Work required> Locate every line below that contains the word "since" and copy it.

Available records>
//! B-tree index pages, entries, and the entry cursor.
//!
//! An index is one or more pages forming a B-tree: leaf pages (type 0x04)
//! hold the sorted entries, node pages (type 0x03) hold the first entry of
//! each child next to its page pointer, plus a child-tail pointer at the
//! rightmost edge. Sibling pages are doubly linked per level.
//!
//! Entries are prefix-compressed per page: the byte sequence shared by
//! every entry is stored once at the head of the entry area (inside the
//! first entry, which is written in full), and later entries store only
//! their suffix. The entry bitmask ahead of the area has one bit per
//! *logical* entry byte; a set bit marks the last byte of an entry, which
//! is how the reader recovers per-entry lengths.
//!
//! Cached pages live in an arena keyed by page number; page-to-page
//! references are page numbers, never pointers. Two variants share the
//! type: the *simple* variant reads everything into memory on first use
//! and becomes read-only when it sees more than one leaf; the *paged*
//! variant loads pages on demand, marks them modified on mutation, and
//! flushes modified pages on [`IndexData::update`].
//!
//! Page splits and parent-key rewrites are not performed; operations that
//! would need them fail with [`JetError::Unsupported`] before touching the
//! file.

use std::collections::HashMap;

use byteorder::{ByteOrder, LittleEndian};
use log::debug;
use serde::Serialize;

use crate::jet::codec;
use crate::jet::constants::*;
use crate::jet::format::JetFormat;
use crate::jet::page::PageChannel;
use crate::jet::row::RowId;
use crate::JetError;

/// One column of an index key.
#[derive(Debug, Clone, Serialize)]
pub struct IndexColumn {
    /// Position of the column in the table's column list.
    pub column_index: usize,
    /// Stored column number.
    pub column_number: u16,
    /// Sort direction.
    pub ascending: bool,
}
--
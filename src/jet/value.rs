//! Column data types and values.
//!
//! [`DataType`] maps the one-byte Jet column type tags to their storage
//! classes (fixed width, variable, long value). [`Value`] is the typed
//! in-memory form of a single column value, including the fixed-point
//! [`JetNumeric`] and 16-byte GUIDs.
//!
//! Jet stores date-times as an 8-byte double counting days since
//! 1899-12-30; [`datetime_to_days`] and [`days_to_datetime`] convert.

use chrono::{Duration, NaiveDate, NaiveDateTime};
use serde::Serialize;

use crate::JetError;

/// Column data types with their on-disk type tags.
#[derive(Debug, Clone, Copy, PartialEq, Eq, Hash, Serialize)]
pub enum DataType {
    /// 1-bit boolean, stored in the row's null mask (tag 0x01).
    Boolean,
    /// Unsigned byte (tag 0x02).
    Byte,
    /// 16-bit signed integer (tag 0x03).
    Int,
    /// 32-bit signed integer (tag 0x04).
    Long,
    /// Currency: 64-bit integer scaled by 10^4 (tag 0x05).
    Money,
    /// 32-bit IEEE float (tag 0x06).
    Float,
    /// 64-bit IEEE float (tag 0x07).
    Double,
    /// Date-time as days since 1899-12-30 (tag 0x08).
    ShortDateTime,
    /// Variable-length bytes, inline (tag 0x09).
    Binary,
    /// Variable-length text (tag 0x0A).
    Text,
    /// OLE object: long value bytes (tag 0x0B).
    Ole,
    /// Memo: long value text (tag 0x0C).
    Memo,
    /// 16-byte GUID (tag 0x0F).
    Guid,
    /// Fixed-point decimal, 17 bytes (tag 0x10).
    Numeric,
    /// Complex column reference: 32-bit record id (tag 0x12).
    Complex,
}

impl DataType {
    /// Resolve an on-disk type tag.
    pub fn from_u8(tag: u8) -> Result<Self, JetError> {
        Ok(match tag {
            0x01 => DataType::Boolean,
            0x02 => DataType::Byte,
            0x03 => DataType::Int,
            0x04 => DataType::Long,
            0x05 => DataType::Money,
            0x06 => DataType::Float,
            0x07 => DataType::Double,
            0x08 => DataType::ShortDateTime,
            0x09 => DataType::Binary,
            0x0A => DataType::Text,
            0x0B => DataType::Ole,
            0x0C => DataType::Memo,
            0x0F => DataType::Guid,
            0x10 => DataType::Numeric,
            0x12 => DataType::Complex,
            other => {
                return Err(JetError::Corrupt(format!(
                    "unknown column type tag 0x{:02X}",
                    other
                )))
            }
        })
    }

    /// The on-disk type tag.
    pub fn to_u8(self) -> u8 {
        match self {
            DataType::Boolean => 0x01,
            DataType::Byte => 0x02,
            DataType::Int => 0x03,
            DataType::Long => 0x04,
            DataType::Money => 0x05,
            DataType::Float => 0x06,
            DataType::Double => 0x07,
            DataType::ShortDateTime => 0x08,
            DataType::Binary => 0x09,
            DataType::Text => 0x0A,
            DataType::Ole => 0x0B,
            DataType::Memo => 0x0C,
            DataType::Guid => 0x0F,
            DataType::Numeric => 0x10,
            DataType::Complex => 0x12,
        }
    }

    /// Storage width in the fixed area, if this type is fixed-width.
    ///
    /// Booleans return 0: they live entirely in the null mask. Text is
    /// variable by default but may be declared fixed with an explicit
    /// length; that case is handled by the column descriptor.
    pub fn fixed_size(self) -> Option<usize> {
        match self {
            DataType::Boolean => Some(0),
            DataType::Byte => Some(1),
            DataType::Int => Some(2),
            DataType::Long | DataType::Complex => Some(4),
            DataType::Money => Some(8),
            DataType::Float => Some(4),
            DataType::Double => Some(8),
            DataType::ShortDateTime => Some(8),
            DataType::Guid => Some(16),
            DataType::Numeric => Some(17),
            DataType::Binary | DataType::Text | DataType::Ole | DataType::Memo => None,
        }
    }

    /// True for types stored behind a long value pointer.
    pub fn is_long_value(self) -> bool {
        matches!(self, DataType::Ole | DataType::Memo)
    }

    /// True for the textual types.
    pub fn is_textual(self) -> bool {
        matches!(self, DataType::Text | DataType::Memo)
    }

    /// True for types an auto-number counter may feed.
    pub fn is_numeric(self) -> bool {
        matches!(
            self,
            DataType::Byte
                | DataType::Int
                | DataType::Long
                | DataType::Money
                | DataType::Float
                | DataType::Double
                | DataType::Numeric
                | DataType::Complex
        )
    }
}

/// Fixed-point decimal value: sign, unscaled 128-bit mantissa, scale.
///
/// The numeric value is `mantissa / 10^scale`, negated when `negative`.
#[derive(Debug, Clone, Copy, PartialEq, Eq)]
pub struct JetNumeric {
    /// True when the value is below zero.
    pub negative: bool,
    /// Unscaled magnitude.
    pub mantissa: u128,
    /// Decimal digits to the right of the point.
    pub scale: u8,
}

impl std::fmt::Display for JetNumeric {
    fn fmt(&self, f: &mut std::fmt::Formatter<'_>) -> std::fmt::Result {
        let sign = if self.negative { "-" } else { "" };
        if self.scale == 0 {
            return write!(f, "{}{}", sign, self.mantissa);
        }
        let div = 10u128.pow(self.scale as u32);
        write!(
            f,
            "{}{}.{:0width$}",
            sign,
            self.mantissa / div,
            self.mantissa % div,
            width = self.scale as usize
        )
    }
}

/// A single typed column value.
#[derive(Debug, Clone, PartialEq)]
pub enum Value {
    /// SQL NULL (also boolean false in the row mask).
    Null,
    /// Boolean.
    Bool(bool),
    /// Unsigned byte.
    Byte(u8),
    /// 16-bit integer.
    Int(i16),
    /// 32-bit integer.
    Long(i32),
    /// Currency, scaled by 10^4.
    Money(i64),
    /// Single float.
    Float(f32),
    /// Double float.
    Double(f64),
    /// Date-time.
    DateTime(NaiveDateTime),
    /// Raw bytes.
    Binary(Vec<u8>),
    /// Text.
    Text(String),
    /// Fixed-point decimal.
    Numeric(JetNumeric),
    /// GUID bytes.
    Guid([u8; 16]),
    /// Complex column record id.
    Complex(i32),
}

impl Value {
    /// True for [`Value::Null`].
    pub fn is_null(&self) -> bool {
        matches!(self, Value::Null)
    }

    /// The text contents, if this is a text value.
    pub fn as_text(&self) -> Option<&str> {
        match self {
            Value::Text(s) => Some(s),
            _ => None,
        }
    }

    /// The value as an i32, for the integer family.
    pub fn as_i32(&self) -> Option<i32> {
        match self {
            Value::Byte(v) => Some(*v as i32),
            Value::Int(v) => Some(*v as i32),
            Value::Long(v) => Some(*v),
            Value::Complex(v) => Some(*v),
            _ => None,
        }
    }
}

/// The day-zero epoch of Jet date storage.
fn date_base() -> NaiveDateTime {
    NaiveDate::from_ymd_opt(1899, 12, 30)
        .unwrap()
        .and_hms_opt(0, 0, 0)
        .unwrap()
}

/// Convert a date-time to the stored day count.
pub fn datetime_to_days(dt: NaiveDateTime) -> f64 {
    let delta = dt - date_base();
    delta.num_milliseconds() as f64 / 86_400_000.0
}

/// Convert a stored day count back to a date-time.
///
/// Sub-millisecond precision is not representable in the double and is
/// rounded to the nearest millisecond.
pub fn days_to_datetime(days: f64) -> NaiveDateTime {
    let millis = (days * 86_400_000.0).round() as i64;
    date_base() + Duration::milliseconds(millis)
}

Completed task>
//! Jet stores date-times as an 8-byte double counting days since
    /// Date-time as days since 1899-12-30 (tag 0x08).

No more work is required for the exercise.